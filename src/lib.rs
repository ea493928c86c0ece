//! Zero-trust validation gateway library.

pub mod config;
pub mod http;
pub mod net;
pub mod observability;
pub mod pipeline;
pub mod trust;

pub use config::schema::TrustConfig;
pub use http::GatewayServer;
pub use pipeline::SecurityValidationPipeline;
pub use trust::CertificateTrustPipeline;
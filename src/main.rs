//! Zero-Trust Validation Gateway
//!
//! # Architecture Overview
//!
//! ```text
//!                    ┌────────────────────────────────────────────┐
//!                    │              TRUSTGATE                     │
//!                    │                                            │
//!   TLS handshake    │  ┌─────────┐    ┌──────────────────────┐  │
//!   ─────────────────┼─▶│   net   │───▶│  trust pipeline      │  │
//!                    │  │verifier │    │  pin → ocsp → ct →   │  │
//!                    │  └─────────┘    │  connection limit    │  │
//!                    │                 └──────────────────────┘  │
//!                    │                                            │
//!   HTTP request     │  ┌─────────┐    ┌──────────────────────┐  │
//!   ─────────────────┼─▶│  http   │───▶│  request pipeline    │  │
//!                    │  │ server  │    │  authn → authz →     │  │
//!                    │  └─────────┘    │  rate → inspection   │  │
//!                    │                 └──────────────────────┘  │
//!                    │                                            │
//!                    │  ┌──────────────────────────────────────┐ │
//!                    │  │  config · observability · lifecycle  │ │
//!                    │  └──────────────────────────────────────┘ │
//!                    └────────────────────────────────────────────┘
//! ```

use std::net::SocketAddr;
use std::path::PathBuf;
use std::sync::Arc;

use clap::Parser;
use tokio::net::TcpListener;
use tracing_subscriber::{layer::SubscriberExt, util::SubscriberInitExt};

use trustgate::config::{load_config, TrustConfig};
use trustgate::config::watcher::ConfigWatcher;
use trustgate::http::server::GatewayServer;
use trustgate::net::build_listener_config;
use trustgate::observability::metrics;
use trustgate::trust::CertificateTrustPipeline;

#[derive(Parser, Debug)]
#[command(name = "trustgate", version, about = "Zero-trust validation gateway")]
struct Args {
    /// Path to the TOML configuration file.
    #[arg(short, long)]
    config: Option<PathBuf>,

    /// Override the configured bind address.
    #[arg(long)]
    bind: Option<String>,
}

#[tokio::main]
async fn main() -> Result<(), Box<dyn std::error::Error>> {
    // Initialize tracing subscriber
    tracing_subscriber::registry()
        .with(
            tracing_subscriber::EnvFilter::try_from_default_env()
                .unwrap_or_else(|_| "trustgate=debug,tower_http=debug".into()),
        )
        .with(tracing_subscriber::fmt::layer())
        .init();

    let args = Args::parse();

    let mut config = match &args.config {
        Some(path) => load_config(path)?,
        None => TrustConfig::default(),
    };
    if let Some(bind) = args.bind {
        config.listener.bind_address = bind;
    }

    tracing::info!(
        bind_address = %config.listener.bind_address,
        pinning = config.pinning.enabled,
        ocsp = config.revocation.use_ocsp,
        transparency = config.transparency.verify,
        "Configuration loaded"
    );

    if config.observability.metrics_enabled {
        match config.observability.metrics_address.parse::<SocketAddr>() {
            Ok(addr) => metrics::init_metrics(addr),
            Err(_) => tracing::error!(
                metrics_address = %config.observability.metrics_address,
                "Failed to parse metrics address"
            ),
        }
    }

    let trust = Arc::new(CertificateTrustPipeline::new(config.clone())?);
    let _sweeper = trust.connection_limiter().spawn_sweeper();

    let server = GatewayServer::new(config.clone());

    // Hot reload: validated updates swap the request pipeline in place.
    // Trust settings take effect at the next restart because the TLS
    // verifiers hold their pipeline for the listener's lifetime.
    let _watcher = match &args.config {
        Some(path) => {
            let (watcher, mut updates) = ConfigWatcher::new(path).spawn()?;
            let state = server.state().clone();
            tokio::spawn(async move {
                while let Some(new_config) = updates.recv().await {
                    GatewayServer::apply_config(&state, new_config);
                }
            });
            Some(watcher)
        }
        None => None,
    };

    match &config.listener.tls {
        Some(tls) => {
            let addr: SocketAddr = config.listener.bind_address.parse()?;
            let rustls_config =
                build_listener_config(tls, trust.clone(), tokio::runtime::Handle::current())?;
            server
                .run_tls(
                    addr,
                    rustls_config,
                    trust.connection_limiter().clone(),
                    trust.endpoint_connection_limit(),
                )
                .await?;
        }
        None => {
            let listener = TcpListener::bind(&config.listener.bind_address).await?;
            server.run(listener).await?;
        }
    }

    tracing::info!("Shutdown complete");
    Ok(())
}
//! Framework-free request context.
//!
//! Validators never see the HTTP framework's types. The middleware
//! builds a [`RequestContext`] from the incoming request and the
//! pipeline reads headers, query parameters and form fields from it.

use std::collections::HashMap;
use std::net::IpAddr;

/// Identity claims attached by an upstream authenticator.
#[derive(Debug, Clone)]
pub struct CallerIdentity {
    pub subject: String,
    pub roles: Vec<String>,
}

impl CallerIdentity {
    pub fn has_role(&self, role: &str) -> bool {
        self.roles.iter().any(|r| r == role)
    }
}

/// Opaque view of an inbound request.
#[derive(Debug, Clone)]
pub struct RequestContext {
    pub remote_addr: IpAddr,
    pub method: String,
    pub path: String,
    /// Header names are stored lowercase.
    pub headers: HashMap<String, String>,
    pub query: HashMap<String, String>,
    pub form: HashMap<String, String>,
    pub identity: Option<CallerIdentity>,
}

impl RequestContext {
    /// Create a context with no headers or parameters.
    pub fn new(remote_addr: IpAddr, method: impl Into<String>, path: impl Into<String>) -> Self {
        Self {
            remote_addr,
            method: method.into(),
            path: path.into(),
            headers: HashMap::new(),
            query: HashMap::new(),
            form: HashMap::new(),
            identity: None,
        }
    }

    /// Case-insensitive header lookup.
    pub fn header(&self, name: &str) -> Option<&str> {
        self.headers.get(&name.to_ascii_lowercase()).map(String::as_str)
    }

    pub fn with_header(mut self, name: &str, value: &str) -> Self {
        self.headers.insert(name.to_ascii_lowercase(), value.to_string());
        self
    }

    pub fn with_query(mut self, name: &str, value: &str) -> Self {
        self.query.insert(name.to_string(), value.to_string());
        self
    }

    pub fn with_form(mut self, name: &str, value: &str) -> Self {
        self.form.insert(name.to_string(), value.to_string());
        self
    }

    pub fn with_identity(mut self, subject: &str, roles: &[&str]) -> Self {
        self.identity = Some(CallerIdentity {
            subject: subject.to_string(),
            roles: roles.iter().map(|r| r.to_string()).collect(),
        });
        self
    }
}
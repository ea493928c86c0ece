//! Request security pipeline.
//!
//! # Data Flow
//! ```text
//! Inbound request:
//!     → middleware builds RequestContext
//!     → SecurityValidationPipeline runs validators in priority order
//!         AuthenticationValidator (10, critical on failure)
//!         AuthorizationValidator  (20, critical on failure)
//!         RateLimitValidator      (30, non-critical)
//!         InputInspectionValidator(40, non-critical)
//!     → PipelineDecision (block/allow + violations + metrics)
//! ```
//!
//! # Design Decisions
//! - Deterministic ordering: ascending priority, ties by registration
//! - Critical violations short-circuit; non-critical ones are recorded
//!   and later validators still run
//! - A validator's internal error blocks the whole pipeline as a
//!   system-error, never crashes the host

pub mod context;
pub mod validators;
pub mod violation;

use std::sync::atomic::{AtomicU64, Ordering};
use std::sync::Arc;
use std::time::{Duration, Instant};

use dashmap::DashMap;

use crate::observability::metrics;
use crate::pipeline::context::RequestContext;
use crate::pipeline::validators::RequestValidator;
use crate::pipeline::violation::{PipelineDecision, SecurityViolation, Severity, ViolationKind};

/// Running counters for one validator.
#[derive(Debug, Default)]
struct ValidatorStats {
    count: AtomicU64,
    successes: AtomicU64,
    failures: AtomicU64,
    total_micros: AtomicU64,
}

/// Read-only metrics snapshot for one validator.
#[derive(Debug, Clone)]
pub struct ValidatorMetrics {
    pub name: String,
    pub count: u64,
    pub successes: u64,
    pub failures: u64,
    pub success_rate: f64,
    pub average_duration: Duration,
}

/// Ordered pipeline of request validators.
pub struct SecurityValidationPipeline {
    validators: Vec<Arc<dyn RequestValidator>>,
    block_severity: Severity,
    stats: DashMap<String, ValidatorStats>,
}

impl SecurityValidationPipeline {
    /// Create an empty pipeline. Non-critical violations at or above
    /// `block_severity` still block the request without halting
    /// remaining validators.
    pub fn new(block_severity: Severity) -> Self {
        Self {
            validators: Vec::new(),
            block_severity,
            stats: DashMap::new(),
        }
    }

    /// Register a validator. Ascending priority; stable sort keeps
    /// registration order for equal priorities.
    pub fn register(&mut self, validator: Arc<dyn RequestValidator>) {
        self.validators.push(validator);
        self.validators.sort_by_key(|v| v.priority());
    }

    /// Names of registered validators, in execution order.
    pub fn validator_names(&self) -> Vec<&'static str> {
        self.validators.iter().map(|v| v.name()).collect()
    }

    /// Run every validator against the request and aggregate a decision.
    pub fn execute(&self, ctx: &RequestContext) -> PipelineDecision {
        let started = Instant::now();
        let mut decision = PipelineDecision::default();

        for validator in &self.validators {
            let name = validator.name();
            let check_started = Instant::now();
            let result = validator.validate(ctx);
            let check_elapsed = check_started.elapsed();

            let stats = self.stats.entry(name.to_string()).or_default();
            stats.count.fetch_add(1, Ordering::Relaxed);
            stats
                .total_micros
                .fetch_add(check_elapsed.as_micros() as u64, Ordering::Relaxed);

            match result {
                Ok(None) => {
                    stats.successes.fetch_add(1, Ordering::Relaxed);
                    decision.passed.push(name.to_string());
                    metrics::record_validator_outcome(name, "pass");
                }
                Ok(Some(violation)) => {
                    stats.failures.fetch_add(1, Ordering::Relaxed);
                    decision.failed.push(name.to_string());
                    metrics::record_validator_outcome(name, "violation");

                    let critical = violation.severity == Severity::Critical;
                    if violation.severity >= self.block_severity || critical {
                        decision.blocked = true;
                    }
                    if critical && decision.block_reason.is_none() {
                        decision.block_reason = Some(violation.description.clone());
                    }

                    tracing::warn!(
                        validator = name,
                        kind = violation.kind.as_str(),
                        severity = ?violation.severity,
                        client = %ctx.remote_addr,
                        "{}",
                        violation.description
                    );
                    decision.violations.push(violation);

                    if critical {
                        break;
                    }
                }
                Err(e) => {
                    // Internal failure of a validator is a failure of the
                    // pipeline itself: block and stop.
                    stats.failures.fetch_add(1, Ordering::Relaxed);
                    decision.failed.push(name.to_string());
                    metrics::record_validator_outcome(name, "error");

                    tracing::error!(
                        validator = name,
                        client = %ctx.remote_addr,
                        path = %ctx.path,
                        error = %e,
                        "Validator failed internally"
                    );

                    let description = format!("Internal validation failure in {name}");
                    decision.blocked = true;
                    if decision.block_reason.is_none() {
                        decision.block_reason = Some(description.clone());
                    }
                    decision.violations.push(
                        SecurityViolation::new(
                            ViolationKind::SystemError,
                            Severity::High,
                            name,
                            description,
                        )
                        .with_detail("error", e.to_string()),
                    );
                    break;
                }
            }
        }

        decision.elapsed = started.elapsed();
        if decision.blocked {
            metrics::record_request_blocked();
        }
        decision
    }

    /// Read-only per-validator metrics snapshot.
    pub fn metrics_snapshot(&self) -> Vec<ValidatorMetrics> {
        let mut snapshot: Vec<ValidatorMetrics> = self
            .stats
            .iter()
            .map(|entry| {
                let count = entry.count.load(Ordering::Relaxed);
                let successes = entry.successes.load(Ordering::Relaxed);
                let failures = entry.failures.load(Ordering::Relaxed);
                let total_micros = entry.total_micros.load(Ordering::Relaxed);
                ValidatorMetrics {
                    name: entry.key().clone(),
                    count,
                    successes,
                    failures,
                    success_rate: if count == 0 {
                        0.0
                    } else {
                        successes as f64 / count as f64
                    },
                    average_duration: if count == 0 {
                        Duration::ZERO
                    } else {
                        Duration::from_micros(total_micros / count)
                    },
                }
            })
            .collect();
        snapshot.sort_by(|a, b| a.name.cmp(&b.name));
        snapshot
    }
}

■ ■ ■ ■

Task item: Reproducing the whole listing above is not the task. Copy exactly only the lines from the one with "at or above" to the one with "for equal priorities.", both kept.

Task output:
    /// Create an empty pipeline. Non-critical violations at or above
    /// `block_severity` still block the request without halting
    /// remaining validators.
    pub fn new(block_severity: Severity) -> Self {
        Self {
            validators: Vec::new(),
            block_severity,
            stats: DashMap::new(),
        }
    }

    /// Register a validator. Ascending priority; stable sort keeps
    /// registration order for equal priorities.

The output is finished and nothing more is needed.